Data for analysis ▸
== Segment start ==

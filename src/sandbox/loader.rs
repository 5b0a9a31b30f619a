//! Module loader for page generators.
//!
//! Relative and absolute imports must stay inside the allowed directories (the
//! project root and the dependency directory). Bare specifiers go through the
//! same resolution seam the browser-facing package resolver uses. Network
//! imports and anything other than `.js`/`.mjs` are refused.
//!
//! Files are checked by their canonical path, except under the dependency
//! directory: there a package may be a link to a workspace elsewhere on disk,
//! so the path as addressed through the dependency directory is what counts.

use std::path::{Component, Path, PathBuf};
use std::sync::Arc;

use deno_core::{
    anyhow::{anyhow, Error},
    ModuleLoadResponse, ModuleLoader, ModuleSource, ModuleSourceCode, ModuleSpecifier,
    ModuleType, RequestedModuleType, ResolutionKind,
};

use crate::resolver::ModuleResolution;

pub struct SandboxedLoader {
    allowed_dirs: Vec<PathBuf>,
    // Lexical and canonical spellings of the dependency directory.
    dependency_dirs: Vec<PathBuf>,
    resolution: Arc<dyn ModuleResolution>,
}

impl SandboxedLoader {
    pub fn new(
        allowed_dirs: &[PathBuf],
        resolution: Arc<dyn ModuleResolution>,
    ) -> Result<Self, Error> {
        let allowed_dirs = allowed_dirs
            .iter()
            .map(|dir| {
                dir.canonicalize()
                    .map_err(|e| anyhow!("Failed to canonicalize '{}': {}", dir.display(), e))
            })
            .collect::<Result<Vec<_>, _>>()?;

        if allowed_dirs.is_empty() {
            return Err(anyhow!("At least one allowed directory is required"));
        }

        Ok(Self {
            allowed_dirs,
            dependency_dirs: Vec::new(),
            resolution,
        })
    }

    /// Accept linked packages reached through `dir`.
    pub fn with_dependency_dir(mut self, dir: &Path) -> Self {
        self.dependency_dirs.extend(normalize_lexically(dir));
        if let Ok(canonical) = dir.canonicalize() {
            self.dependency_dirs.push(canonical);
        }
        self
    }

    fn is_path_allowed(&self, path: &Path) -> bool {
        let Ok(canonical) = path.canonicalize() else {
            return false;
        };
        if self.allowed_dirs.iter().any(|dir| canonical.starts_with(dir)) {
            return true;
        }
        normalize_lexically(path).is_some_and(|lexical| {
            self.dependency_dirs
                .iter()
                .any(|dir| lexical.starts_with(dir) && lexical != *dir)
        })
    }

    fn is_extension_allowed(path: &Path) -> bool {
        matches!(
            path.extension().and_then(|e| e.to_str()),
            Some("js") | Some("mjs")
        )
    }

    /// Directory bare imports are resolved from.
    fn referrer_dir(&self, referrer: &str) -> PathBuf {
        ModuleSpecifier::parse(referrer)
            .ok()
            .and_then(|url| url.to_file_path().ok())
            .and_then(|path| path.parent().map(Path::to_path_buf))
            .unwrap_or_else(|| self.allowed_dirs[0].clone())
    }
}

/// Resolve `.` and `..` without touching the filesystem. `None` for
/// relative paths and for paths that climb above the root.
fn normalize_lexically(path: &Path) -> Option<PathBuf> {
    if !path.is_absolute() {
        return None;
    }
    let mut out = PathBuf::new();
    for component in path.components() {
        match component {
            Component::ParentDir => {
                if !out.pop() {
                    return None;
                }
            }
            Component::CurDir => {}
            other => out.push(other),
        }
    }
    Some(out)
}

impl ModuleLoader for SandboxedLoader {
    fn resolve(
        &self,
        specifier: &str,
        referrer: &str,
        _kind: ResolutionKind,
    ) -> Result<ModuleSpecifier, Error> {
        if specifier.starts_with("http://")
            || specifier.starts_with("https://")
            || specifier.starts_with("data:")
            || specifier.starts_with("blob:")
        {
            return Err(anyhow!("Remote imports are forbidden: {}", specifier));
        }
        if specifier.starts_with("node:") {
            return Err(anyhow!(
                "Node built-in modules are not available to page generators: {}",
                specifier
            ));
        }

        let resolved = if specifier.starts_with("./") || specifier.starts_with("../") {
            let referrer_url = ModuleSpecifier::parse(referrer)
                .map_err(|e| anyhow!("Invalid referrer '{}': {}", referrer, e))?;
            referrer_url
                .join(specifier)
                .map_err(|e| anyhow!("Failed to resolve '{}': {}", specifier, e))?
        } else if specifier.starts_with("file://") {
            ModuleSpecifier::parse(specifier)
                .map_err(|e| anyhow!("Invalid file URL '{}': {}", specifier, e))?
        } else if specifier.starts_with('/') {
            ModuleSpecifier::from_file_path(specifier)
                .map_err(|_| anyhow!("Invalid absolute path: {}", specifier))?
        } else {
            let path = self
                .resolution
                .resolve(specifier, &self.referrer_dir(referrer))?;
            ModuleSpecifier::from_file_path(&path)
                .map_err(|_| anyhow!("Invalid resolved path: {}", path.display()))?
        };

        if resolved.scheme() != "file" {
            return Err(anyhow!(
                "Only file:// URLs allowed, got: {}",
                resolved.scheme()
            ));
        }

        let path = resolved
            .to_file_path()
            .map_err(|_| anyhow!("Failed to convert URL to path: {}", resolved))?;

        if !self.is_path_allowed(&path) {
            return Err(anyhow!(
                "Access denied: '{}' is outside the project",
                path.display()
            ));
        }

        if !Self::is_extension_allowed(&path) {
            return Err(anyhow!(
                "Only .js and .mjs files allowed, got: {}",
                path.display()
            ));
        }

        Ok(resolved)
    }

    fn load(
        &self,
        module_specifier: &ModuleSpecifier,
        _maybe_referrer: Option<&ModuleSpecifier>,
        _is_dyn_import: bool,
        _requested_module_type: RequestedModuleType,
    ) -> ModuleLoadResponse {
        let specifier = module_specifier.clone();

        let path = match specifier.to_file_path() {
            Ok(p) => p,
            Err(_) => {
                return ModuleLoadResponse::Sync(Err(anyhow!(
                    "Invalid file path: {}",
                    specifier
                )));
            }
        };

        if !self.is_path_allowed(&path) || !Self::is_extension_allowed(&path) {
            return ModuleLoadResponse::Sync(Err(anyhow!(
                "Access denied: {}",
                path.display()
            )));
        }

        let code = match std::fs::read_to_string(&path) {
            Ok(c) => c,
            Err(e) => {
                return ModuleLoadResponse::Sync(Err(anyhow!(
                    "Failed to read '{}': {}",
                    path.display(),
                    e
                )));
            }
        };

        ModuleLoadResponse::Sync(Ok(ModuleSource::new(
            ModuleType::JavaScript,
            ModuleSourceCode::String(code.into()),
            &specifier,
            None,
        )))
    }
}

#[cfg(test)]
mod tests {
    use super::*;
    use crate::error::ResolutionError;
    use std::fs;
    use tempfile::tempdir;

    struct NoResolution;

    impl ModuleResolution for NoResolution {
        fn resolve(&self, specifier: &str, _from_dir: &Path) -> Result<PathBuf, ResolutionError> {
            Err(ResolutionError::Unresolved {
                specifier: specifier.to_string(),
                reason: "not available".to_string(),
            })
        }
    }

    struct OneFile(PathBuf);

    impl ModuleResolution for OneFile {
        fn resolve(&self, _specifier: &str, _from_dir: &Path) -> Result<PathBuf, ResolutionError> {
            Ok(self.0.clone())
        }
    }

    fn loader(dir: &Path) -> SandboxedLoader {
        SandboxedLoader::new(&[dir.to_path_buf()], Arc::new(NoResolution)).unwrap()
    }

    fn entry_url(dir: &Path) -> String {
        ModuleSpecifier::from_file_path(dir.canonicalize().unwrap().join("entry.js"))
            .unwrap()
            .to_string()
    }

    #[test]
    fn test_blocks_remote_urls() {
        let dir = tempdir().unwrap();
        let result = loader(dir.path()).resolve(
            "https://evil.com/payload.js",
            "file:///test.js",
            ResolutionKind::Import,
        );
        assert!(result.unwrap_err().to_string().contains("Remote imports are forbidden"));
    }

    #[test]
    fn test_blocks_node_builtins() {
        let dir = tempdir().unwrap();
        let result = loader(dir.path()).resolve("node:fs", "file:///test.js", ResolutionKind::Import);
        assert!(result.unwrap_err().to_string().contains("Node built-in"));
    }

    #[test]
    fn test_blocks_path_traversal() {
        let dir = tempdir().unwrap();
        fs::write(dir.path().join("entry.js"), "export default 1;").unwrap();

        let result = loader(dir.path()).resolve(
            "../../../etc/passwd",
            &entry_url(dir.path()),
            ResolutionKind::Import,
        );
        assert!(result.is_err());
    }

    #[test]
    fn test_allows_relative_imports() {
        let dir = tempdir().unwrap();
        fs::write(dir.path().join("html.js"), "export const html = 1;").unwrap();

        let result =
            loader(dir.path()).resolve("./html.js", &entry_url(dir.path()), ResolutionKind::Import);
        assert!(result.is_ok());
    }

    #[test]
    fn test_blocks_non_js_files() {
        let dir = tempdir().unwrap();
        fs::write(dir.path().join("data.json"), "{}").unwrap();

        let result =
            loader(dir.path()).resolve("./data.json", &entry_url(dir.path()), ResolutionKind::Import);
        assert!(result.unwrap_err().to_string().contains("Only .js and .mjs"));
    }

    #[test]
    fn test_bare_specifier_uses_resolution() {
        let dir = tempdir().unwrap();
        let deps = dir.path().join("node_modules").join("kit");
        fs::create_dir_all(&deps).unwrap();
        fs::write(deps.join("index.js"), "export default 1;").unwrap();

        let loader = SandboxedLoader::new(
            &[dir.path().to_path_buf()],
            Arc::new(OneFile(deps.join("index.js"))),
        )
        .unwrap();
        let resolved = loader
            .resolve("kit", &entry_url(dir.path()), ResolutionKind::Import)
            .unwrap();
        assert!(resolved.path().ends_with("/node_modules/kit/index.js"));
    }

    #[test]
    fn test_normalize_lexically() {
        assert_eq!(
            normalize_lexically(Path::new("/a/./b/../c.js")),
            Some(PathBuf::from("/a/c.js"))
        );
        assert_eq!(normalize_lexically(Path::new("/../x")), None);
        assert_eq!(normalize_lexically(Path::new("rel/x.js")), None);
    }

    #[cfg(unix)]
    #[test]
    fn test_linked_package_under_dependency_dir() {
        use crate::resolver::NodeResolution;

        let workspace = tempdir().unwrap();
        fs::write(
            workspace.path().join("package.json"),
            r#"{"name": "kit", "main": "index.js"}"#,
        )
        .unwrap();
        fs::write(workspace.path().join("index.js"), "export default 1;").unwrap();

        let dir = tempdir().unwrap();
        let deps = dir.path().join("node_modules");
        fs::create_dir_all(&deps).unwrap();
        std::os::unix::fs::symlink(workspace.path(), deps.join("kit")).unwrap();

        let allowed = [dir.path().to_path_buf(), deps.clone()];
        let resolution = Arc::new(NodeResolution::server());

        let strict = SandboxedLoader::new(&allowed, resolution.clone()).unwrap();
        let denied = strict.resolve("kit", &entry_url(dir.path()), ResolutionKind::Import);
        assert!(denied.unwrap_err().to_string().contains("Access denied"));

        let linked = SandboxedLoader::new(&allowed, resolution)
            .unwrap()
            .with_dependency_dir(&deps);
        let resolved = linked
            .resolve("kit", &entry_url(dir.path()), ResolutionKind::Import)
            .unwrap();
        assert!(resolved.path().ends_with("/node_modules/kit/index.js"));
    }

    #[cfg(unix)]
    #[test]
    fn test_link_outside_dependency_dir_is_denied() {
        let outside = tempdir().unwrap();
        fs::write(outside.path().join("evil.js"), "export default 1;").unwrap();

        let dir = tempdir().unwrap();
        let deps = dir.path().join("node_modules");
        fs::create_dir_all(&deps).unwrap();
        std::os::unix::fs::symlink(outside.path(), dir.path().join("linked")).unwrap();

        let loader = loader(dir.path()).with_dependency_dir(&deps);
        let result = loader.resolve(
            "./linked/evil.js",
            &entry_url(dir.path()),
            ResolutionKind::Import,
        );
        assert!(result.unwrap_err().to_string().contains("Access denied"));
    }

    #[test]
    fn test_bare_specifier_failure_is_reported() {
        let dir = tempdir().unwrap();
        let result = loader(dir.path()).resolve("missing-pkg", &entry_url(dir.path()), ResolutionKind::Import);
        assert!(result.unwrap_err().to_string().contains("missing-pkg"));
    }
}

== Segment end ==
== Segment start ==

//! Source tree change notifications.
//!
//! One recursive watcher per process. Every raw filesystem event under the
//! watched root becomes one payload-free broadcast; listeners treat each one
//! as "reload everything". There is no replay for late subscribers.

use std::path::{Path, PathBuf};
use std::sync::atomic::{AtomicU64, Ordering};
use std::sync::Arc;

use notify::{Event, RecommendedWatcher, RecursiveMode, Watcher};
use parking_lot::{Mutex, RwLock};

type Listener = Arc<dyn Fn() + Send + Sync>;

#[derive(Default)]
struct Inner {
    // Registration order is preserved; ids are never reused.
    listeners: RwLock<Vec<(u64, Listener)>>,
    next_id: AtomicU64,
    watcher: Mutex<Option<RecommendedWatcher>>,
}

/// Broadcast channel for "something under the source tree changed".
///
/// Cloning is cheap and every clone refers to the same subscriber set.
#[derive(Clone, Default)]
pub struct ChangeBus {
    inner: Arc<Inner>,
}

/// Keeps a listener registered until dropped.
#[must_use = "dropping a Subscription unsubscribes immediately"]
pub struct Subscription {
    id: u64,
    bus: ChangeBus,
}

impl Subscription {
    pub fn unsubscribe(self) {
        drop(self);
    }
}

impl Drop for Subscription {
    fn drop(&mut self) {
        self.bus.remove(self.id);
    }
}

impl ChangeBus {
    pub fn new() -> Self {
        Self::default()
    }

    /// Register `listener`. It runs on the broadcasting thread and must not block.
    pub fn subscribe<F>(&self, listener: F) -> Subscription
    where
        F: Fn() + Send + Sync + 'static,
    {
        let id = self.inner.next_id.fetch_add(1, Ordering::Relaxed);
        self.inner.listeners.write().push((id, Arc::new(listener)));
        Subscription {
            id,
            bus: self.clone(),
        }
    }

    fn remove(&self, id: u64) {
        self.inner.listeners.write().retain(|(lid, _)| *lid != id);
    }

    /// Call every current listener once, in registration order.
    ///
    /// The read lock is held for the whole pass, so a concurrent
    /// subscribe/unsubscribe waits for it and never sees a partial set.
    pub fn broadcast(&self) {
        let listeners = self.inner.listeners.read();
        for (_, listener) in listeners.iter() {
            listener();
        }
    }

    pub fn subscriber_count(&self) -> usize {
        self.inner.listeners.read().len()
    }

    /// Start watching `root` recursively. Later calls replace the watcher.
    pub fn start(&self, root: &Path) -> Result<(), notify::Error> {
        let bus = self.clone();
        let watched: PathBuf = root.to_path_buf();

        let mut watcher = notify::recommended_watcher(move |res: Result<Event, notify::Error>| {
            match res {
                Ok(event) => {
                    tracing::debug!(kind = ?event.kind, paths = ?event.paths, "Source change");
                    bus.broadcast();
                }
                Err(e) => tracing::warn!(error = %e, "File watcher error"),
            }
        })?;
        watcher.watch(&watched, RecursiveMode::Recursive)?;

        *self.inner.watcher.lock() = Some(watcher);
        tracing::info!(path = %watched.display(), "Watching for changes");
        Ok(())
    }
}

== Segment end ==

Brief ▸ Return only those lines of the records that contain the string "Invalid".

Response to the exercise ▸
                .map_err(|e| anyhow!("Invalid referrer '{}': {}", referrer, e))?;
                .map_err(|e| anyhow!("Invalid file URL '{}': {}", specifier, e))?
                .map_err(|_| anyhow!("Invalid absolute path: {}", specifier))?
                .map_err(|_| anyhow!("Invalid resolved path: {}", path.display()))?
                    "Invalid file path: {}",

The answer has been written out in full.